INSTRUCTIONS TO FOLLOW:
The job is to find each line of the records below that includes the word "reason" and copy it.

──────── EXCERPTED RECORDS ────────

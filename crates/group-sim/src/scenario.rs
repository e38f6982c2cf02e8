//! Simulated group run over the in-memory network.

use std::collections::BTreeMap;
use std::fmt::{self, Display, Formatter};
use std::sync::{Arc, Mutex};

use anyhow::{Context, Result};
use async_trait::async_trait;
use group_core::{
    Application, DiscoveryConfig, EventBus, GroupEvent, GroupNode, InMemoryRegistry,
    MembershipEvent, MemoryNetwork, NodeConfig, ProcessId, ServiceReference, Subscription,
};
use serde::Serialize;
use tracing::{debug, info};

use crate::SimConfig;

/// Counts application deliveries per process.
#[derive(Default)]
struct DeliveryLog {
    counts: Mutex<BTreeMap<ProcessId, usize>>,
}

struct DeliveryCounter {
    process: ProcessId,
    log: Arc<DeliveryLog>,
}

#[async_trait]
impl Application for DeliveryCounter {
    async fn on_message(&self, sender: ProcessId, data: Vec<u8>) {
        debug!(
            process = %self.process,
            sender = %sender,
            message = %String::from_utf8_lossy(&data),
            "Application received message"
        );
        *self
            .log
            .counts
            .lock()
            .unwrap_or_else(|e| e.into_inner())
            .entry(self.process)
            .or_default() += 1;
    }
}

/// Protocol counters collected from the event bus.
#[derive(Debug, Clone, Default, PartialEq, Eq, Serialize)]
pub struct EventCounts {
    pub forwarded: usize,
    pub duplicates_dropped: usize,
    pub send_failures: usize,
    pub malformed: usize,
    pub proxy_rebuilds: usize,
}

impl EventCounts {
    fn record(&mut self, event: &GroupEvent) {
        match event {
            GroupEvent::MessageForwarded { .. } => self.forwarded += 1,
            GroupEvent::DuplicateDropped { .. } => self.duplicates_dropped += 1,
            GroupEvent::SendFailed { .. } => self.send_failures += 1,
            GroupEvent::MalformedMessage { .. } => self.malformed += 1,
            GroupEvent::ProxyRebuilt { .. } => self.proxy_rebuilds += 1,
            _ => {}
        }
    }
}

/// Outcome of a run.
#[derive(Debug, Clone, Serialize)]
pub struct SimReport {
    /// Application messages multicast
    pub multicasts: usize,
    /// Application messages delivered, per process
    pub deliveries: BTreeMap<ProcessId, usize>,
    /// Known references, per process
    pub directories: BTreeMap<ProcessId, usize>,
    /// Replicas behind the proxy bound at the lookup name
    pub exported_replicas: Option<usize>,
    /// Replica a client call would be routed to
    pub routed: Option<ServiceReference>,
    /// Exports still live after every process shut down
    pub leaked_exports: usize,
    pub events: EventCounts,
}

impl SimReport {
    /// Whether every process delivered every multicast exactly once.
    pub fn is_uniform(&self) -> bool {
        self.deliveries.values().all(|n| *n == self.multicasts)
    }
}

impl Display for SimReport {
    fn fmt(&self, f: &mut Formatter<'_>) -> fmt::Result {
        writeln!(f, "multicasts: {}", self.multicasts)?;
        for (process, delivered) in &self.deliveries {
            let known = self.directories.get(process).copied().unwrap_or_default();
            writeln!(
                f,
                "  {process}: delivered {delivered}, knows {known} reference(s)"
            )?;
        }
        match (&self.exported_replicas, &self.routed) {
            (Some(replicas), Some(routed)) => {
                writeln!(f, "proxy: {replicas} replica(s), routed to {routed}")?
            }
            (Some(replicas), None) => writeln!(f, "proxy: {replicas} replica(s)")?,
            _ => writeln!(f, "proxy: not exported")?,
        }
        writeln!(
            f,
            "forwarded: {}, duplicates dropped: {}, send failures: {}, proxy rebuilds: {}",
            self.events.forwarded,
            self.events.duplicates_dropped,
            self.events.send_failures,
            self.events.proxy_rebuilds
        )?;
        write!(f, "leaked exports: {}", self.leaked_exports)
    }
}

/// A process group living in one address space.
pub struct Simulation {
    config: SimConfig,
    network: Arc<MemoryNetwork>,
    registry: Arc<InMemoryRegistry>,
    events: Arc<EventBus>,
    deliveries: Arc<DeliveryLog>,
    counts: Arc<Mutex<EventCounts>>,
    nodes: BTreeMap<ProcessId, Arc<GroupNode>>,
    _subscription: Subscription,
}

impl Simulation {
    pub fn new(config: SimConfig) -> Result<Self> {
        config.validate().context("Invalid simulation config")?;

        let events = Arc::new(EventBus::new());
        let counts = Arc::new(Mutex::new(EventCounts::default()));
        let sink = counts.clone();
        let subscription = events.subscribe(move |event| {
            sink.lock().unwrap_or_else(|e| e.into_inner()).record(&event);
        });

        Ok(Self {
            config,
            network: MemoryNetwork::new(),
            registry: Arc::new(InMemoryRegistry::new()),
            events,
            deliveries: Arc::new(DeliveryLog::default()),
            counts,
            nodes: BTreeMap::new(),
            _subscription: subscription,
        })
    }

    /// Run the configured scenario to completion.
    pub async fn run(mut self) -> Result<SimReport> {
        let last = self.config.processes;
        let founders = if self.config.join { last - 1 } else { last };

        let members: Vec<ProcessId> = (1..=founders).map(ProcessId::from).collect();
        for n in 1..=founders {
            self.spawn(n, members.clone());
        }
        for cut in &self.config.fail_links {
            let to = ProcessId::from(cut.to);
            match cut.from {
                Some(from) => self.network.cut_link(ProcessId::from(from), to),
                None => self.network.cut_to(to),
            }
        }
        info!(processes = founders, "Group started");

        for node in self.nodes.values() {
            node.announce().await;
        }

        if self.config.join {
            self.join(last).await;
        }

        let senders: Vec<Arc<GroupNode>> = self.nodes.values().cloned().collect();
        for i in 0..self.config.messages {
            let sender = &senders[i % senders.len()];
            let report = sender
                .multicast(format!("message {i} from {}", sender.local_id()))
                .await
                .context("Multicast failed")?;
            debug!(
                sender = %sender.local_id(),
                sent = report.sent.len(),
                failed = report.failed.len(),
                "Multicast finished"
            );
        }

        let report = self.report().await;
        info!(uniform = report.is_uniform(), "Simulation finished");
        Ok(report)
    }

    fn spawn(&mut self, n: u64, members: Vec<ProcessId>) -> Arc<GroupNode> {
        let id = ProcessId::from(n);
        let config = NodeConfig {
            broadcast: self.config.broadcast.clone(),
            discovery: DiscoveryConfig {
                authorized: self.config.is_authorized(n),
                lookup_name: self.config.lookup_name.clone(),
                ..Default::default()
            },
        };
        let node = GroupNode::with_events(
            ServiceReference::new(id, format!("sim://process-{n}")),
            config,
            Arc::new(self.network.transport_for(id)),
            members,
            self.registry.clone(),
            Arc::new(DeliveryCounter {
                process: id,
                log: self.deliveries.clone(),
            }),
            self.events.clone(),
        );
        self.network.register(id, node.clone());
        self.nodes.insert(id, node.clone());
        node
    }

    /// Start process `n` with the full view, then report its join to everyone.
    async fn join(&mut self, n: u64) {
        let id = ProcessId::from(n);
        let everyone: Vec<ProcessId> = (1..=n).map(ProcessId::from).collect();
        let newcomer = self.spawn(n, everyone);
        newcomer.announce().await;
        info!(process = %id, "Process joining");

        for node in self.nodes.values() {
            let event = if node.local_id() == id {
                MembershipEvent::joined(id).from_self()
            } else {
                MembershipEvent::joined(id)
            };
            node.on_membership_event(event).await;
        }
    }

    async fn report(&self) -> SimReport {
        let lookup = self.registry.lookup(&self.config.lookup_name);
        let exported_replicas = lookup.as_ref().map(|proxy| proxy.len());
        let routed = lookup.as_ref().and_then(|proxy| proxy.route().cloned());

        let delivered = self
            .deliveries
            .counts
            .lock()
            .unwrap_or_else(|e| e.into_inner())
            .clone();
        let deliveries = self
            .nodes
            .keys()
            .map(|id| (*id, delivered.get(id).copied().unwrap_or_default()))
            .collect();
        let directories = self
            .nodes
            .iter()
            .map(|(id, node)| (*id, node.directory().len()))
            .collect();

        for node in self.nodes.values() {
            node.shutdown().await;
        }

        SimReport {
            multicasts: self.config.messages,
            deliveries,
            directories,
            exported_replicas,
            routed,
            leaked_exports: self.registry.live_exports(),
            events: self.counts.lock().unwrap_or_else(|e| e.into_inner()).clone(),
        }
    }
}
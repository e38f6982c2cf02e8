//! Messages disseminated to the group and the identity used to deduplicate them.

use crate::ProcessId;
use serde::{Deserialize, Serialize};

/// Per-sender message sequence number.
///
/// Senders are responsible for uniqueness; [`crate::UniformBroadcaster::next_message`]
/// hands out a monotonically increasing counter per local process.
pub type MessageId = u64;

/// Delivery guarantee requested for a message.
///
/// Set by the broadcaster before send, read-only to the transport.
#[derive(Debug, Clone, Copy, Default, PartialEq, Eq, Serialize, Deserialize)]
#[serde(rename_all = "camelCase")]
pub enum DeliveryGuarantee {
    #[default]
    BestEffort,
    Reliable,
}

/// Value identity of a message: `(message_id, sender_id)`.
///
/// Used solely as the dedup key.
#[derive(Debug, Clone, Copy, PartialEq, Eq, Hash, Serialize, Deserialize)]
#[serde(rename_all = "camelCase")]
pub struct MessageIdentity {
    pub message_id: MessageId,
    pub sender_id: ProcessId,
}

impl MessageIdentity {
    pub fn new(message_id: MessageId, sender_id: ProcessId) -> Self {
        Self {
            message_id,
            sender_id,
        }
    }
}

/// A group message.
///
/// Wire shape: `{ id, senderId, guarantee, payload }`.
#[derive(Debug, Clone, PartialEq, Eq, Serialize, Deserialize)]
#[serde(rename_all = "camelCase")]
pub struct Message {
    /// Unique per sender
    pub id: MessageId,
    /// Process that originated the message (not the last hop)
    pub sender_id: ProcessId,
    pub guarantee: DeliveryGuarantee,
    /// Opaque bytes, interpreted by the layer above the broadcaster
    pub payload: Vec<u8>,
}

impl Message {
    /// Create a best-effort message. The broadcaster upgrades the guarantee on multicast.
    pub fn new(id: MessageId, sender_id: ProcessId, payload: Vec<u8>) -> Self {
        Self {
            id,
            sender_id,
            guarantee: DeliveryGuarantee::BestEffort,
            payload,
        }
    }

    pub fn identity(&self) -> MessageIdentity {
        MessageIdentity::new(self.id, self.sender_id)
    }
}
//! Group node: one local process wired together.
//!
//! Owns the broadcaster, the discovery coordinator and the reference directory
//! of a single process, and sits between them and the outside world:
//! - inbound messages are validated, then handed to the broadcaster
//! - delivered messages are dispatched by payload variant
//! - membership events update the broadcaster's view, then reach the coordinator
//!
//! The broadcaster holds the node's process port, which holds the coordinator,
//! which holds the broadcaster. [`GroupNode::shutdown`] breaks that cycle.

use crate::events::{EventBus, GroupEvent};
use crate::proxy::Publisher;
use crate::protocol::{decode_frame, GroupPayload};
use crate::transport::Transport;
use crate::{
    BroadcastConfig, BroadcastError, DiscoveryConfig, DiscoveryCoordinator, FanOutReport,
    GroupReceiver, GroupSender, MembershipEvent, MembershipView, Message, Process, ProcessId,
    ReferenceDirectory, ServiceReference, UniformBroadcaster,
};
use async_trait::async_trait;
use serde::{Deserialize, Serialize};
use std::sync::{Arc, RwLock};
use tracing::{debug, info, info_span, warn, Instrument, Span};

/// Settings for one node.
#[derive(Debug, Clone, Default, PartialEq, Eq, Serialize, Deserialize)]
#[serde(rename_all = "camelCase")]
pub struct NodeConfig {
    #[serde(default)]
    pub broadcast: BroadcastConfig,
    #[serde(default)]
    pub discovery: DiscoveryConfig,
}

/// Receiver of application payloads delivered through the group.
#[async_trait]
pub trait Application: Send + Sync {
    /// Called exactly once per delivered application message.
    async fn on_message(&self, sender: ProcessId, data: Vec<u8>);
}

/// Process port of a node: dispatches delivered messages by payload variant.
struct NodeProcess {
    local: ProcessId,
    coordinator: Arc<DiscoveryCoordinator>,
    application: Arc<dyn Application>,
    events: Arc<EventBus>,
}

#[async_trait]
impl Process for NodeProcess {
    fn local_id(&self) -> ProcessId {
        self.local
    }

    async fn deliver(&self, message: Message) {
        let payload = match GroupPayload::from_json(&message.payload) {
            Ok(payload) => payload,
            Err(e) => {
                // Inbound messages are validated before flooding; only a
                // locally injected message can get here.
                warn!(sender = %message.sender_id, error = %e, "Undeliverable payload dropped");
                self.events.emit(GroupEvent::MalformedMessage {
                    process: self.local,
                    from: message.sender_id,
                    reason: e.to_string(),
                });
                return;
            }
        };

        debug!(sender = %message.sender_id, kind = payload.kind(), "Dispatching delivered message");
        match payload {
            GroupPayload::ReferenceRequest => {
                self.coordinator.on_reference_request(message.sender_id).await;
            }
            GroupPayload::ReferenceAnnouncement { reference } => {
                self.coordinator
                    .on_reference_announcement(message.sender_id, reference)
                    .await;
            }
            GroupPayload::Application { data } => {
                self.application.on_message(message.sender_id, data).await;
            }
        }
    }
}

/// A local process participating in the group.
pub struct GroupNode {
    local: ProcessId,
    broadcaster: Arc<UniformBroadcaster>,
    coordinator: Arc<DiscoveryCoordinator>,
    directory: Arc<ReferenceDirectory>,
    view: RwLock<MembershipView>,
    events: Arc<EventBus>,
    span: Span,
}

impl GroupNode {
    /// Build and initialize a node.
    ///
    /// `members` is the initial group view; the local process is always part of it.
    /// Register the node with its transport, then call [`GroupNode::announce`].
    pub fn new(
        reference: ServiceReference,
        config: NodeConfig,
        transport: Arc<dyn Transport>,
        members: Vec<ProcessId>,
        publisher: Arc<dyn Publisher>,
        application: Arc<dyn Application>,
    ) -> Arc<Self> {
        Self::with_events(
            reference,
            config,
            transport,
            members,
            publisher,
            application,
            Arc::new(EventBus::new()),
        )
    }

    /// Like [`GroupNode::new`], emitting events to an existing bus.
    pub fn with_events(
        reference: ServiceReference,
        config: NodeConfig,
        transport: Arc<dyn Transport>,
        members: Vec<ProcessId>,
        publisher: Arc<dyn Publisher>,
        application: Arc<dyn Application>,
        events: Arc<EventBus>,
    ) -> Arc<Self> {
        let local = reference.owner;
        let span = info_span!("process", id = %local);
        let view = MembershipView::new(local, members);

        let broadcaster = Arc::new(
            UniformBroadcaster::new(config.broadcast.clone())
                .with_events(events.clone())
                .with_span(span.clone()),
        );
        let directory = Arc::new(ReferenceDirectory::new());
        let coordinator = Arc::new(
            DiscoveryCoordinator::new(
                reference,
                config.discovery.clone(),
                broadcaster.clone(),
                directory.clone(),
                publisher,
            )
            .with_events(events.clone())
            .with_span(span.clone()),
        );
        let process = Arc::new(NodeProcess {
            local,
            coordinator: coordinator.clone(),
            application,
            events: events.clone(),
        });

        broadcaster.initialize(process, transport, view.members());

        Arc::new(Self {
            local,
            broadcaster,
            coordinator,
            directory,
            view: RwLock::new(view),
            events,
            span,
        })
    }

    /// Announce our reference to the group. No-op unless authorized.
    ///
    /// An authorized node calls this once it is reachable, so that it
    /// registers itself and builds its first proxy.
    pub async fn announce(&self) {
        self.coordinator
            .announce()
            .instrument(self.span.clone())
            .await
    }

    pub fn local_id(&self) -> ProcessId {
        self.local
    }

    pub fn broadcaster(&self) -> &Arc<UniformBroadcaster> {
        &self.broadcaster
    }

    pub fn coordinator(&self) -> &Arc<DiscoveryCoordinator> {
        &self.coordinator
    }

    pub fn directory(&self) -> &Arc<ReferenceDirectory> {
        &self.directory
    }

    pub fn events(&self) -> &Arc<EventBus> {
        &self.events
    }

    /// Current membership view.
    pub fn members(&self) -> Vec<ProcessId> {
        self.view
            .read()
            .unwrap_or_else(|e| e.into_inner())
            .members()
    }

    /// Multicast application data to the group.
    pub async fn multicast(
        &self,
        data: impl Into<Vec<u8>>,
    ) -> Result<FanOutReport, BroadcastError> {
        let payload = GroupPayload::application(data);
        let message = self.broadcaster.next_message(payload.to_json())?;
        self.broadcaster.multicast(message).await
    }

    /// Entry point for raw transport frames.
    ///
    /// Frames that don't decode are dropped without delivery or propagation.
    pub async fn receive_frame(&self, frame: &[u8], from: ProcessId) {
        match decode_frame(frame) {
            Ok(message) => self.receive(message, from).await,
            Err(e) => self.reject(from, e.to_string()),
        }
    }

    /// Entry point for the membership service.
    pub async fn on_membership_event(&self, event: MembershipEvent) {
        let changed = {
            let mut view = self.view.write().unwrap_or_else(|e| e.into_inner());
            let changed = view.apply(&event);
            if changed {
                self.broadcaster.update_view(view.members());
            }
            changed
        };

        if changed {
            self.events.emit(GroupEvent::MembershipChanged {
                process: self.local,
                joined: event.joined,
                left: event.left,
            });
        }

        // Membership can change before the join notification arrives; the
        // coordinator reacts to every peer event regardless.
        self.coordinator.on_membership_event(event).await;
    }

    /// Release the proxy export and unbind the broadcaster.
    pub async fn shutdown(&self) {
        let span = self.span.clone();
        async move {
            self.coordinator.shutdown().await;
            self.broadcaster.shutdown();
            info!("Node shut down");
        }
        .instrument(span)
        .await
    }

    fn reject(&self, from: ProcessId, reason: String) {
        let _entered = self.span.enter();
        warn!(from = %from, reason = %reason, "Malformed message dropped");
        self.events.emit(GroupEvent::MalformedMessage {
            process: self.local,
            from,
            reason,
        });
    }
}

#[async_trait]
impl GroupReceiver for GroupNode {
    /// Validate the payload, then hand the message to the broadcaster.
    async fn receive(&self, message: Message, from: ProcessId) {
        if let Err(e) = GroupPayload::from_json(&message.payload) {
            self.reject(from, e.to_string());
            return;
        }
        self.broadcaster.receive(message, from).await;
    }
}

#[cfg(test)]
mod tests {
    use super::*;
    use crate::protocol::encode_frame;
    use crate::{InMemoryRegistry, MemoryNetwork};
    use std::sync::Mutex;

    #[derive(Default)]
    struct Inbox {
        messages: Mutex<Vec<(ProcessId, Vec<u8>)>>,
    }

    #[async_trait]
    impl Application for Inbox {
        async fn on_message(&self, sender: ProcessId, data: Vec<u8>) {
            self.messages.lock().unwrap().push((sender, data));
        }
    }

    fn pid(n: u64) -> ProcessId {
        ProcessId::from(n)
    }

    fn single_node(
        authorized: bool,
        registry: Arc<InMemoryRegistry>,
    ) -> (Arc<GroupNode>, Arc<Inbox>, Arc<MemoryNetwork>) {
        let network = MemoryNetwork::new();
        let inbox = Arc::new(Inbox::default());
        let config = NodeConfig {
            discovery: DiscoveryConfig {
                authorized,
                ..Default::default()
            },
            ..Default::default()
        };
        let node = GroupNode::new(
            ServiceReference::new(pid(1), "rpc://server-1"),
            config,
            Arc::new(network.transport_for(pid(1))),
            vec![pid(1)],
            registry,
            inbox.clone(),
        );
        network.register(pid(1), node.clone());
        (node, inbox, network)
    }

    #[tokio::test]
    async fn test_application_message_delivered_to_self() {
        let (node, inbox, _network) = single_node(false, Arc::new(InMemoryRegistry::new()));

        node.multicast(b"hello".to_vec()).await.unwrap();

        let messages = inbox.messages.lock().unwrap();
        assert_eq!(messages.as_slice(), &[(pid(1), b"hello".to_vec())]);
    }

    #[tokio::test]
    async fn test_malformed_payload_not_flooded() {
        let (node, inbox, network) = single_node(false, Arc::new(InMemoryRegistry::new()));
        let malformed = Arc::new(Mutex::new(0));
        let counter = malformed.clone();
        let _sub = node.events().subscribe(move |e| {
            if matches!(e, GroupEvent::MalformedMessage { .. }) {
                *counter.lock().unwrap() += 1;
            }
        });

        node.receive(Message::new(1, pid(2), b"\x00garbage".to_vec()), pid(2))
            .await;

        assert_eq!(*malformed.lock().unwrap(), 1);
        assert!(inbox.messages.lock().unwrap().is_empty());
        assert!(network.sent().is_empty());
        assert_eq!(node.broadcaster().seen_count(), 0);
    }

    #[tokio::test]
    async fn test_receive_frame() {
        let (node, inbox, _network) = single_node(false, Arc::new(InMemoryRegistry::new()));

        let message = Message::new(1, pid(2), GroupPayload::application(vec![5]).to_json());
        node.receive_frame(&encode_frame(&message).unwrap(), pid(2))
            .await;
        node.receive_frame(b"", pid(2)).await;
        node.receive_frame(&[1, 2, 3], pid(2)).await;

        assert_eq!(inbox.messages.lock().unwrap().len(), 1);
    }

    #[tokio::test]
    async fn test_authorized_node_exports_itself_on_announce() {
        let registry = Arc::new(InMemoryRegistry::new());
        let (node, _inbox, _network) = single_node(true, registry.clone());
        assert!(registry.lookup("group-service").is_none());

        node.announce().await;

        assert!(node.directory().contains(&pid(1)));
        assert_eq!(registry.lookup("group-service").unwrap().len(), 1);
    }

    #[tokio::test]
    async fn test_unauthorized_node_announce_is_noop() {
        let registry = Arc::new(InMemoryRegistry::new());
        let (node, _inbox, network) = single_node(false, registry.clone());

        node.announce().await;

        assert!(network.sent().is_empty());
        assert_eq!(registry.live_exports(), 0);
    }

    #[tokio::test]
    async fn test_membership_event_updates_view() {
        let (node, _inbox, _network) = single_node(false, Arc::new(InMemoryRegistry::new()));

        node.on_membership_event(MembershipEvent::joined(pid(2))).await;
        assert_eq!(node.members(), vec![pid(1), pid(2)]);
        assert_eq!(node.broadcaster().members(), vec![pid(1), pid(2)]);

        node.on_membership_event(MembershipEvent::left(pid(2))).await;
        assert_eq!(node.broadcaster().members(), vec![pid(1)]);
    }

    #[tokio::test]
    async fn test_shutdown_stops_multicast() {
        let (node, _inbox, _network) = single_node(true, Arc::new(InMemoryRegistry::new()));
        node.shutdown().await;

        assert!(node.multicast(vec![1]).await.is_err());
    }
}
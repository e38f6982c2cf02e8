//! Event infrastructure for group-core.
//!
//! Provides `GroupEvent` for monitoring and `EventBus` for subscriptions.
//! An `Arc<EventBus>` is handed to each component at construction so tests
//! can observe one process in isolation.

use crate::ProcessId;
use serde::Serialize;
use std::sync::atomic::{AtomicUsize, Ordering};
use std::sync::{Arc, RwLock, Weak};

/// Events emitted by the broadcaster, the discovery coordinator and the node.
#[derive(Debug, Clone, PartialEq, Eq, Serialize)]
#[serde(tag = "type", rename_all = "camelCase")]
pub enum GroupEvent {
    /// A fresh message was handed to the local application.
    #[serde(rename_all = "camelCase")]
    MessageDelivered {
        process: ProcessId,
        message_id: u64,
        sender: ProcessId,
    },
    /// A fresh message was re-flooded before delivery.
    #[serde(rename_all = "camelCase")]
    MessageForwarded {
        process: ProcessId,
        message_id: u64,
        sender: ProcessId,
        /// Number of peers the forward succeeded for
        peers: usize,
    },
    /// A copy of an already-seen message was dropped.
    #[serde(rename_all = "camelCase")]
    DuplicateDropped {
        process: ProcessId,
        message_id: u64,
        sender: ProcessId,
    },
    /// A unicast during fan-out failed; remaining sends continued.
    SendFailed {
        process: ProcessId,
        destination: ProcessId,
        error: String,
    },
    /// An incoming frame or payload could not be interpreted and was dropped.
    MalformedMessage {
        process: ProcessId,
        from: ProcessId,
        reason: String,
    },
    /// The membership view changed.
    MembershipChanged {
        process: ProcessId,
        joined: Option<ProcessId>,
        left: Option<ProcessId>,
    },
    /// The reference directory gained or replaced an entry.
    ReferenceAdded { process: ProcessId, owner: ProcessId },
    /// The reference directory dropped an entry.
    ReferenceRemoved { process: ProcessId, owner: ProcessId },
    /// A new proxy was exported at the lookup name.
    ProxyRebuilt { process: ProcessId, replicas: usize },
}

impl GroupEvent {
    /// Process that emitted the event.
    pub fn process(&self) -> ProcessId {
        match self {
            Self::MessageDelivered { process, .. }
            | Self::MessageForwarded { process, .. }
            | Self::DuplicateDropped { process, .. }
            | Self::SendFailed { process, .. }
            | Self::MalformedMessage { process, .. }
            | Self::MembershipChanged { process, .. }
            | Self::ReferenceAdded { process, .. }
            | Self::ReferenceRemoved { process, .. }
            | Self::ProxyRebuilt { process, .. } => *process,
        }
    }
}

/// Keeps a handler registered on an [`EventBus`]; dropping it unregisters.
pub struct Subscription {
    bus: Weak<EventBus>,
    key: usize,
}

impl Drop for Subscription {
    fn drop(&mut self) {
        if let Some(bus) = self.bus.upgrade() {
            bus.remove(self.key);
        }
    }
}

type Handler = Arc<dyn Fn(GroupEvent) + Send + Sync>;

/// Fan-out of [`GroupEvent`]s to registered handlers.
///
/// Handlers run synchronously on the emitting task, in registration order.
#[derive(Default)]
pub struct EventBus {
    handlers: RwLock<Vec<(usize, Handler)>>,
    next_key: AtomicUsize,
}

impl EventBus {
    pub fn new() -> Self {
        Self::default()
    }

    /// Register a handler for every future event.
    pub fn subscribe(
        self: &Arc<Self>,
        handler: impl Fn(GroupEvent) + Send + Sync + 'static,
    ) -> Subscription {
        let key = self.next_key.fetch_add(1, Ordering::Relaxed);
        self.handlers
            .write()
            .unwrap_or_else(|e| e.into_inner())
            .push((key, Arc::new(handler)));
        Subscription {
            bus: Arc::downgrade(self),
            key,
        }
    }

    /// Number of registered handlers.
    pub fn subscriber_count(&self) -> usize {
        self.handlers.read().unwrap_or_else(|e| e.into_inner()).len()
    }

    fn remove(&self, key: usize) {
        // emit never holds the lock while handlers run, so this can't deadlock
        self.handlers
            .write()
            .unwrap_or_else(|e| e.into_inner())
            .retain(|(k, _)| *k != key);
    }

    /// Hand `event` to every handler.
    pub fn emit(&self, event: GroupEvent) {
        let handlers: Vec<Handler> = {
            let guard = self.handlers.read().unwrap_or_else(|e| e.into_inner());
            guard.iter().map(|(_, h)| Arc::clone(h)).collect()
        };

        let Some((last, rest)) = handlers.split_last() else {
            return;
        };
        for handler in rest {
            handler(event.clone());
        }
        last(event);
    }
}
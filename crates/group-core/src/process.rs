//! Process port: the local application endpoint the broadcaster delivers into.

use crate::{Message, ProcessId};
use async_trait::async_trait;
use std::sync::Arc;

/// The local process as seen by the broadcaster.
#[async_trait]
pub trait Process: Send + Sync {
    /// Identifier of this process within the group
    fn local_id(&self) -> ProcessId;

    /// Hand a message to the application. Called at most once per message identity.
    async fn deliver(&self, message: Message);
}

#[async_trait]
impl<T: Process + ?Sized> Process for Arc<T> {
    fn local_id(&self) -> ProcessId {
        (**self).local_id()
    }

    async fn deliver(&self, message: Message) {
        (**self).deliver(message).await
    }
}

────────

RESPONSE TO THIS TASK:
                    reason: e.to_string(),
    fn reject(&self, from: ProcessId, reason: String) {
        warn!(from = %from, reason = %reason, "Malformed message dropped");
            reason,
        reason: String,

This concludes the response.